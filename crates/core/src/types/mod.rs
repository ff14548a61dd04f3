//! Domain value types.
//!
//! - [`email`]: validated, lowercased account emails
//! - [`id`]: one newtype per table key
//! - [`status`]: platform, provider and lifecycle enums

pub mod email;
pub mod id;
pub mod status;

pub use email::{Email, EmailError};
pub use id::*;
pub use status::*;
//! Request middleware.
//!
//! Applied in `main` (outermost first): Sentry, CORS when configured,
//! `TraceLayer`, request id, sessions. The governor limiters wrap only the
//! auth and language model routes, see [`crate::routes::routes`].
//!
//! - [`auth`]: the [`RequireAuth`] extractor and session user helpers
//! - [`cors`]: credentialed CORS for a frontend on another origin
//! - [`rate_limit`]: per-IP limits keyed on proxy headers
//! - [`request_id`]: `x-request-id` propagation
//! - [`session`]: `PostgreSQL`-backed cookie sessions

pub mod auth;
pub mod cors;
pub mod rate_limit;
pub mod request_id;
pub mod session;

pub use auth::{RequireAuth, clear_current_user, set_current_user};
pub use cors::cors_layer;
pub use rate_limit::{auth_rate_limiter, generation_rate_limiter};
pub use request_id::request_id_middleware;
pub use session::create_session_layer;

--------

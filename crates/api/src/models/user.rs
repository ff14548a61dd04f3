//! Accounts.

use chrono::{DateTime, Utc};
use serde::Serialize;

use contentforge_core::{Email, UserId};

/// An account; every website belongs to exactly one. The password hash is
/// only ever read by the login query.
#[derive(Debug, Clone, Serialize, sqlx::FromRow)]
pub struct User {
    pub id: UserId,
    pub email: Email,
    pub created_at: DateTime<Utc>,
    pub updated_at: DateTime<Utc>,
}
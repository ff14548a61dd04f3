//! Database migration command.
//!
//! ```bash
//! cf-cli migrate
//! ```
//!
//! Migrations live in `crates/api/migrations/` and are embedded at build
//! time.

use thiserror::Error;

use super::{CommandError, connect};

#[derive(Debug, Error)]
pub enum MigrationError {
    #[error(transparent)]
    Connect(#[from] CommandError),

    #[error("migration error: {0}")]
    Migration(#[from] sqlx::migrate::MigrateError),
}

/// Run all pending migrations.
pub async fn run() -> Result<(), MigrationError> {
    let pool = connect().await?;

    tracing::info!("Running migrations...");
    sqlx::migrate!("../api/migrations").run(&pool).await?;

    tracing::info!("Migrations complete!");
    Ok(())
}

--------

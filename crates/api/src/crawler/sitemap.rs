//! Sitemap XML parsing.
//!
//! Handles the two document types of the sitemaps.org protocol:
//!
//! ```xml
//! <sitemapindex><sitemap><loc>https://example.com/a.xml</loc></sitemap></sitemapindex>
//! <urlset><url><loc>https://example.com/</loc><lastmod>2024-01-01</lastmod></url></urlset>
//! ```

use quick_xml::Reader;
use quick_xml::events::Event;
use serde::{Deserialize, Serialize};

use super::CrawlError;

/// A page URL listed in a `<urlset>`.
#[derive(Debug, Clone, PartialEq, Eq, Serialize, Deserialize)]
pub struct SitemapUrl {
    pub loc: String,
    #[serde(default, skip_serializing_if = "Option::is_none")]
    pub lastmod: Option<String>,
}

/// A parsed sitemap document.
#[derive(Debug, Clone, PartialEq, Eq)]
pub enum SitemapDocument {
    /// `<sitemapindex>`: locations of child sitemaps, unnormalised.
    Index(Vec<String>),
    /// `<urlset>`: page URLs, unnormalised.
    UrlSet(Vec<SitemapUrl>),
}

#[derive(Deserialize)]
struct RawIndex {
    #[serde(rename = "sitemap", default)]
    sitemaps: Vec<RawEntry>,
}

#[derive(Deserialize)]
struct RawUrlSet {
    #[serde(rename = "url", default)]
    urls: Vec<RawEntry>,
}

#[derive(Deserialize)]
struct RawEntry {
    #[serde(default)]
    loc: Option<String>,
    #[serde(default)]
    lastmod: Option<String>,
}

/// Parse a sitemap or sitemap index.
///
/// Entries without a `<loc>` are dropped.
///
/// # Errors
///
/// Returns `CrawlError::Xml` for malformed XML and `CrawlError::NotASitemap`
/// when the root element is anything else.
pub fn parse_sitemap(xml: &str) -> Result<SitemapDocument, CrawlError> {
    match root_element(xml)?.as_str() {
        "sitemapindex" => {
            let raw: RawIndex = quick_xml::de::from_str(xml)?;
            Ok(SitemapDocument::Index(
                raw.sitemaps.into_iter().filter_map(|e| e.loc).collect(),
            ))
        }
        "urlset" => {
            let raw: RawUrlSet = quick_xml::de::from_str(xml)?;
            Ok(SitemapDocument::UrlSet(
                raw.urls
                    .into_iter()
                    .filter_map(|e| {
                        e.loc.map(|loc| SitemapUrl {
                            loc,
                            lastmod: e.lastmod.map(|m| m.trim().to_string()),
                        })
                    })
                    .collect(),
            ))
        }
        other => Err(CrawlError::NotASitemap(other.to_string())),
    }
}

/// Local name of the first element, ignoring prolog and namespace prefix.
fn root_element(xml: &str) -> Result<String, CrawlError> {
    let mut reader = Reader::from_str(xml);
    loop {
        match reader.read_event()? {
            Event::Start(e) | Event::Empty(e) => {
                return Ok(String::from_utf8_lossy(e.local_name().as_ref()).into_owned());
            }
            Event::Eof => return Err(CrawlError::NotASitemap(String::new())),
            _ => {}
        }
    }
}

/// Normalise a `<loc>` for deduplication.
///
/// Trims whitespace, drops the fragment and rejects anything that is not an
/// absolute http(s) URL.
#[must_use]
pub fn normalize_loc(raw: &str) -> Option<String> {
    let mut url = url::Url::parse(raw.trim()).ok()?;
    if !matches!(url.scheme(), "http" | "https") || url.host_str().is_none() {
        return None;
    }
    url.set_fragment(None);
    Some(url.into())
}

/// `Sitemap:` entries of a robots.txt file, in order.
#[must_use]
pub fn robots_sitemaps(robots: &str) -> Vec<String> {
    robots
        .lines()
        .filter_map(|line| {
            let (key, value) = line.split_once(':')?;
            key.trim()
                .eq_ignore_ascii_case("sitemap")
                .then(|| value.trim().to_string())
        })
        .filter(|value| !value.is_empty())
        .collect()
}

--------

* [Your objective]
All lines above from the one with "filename crates/core/src/types/mod.rs" to the one with "pub use request_id::request_id_middleware;", inclusive, should be copied exactly, and no other lines.

* [Reply]
filename crates/core/src/types/mod.rs
repository ff14548a61dd04f3
//! Domain value types.
//!
//! - [`email`]: validated, lowercased account emails
//! - [`id`]: one newtype per table key
//! - [`status`]: platform, provider and lifecycle enums

pub mod email;
pub mod id;
pub mod status;

pub use email::{Email, EmailError};
pub use id::*;
pub use status::*;
//! Request middleware.
//!
//! Applied in `main` (outermost first): Sentry, CORS when configured,
//! `TraceLayer`, request id, sessions. The governor limiters wrap only the
//! auth and language model routes, see [`crate::routes::routes`].
//!
//! - [`auth`]: the [`RequireAuth`] extractor and session user helpers
//! - [`cors`]: credentialed CORS for a frontend on another origin
//! - [`rate_limit`]: per-IP limits keyed on proxy headers
//! - [`request_id`]: `x-request-id` propagation
//! - [`session`]: `PostgreSQL`-backed cookie sessions

pub mod auth;
pub mod cors;
pub mod rate_limit;
pub mod request_id;
pub mod session;

pub use auth::{RequireAuth, clear_current_user, set_current_user};
pub use cors::cors_layer;
pub use rate_limit::{auth_rate_limiter, generation_rate_limiter};
pub use request_id::request_id_middleware;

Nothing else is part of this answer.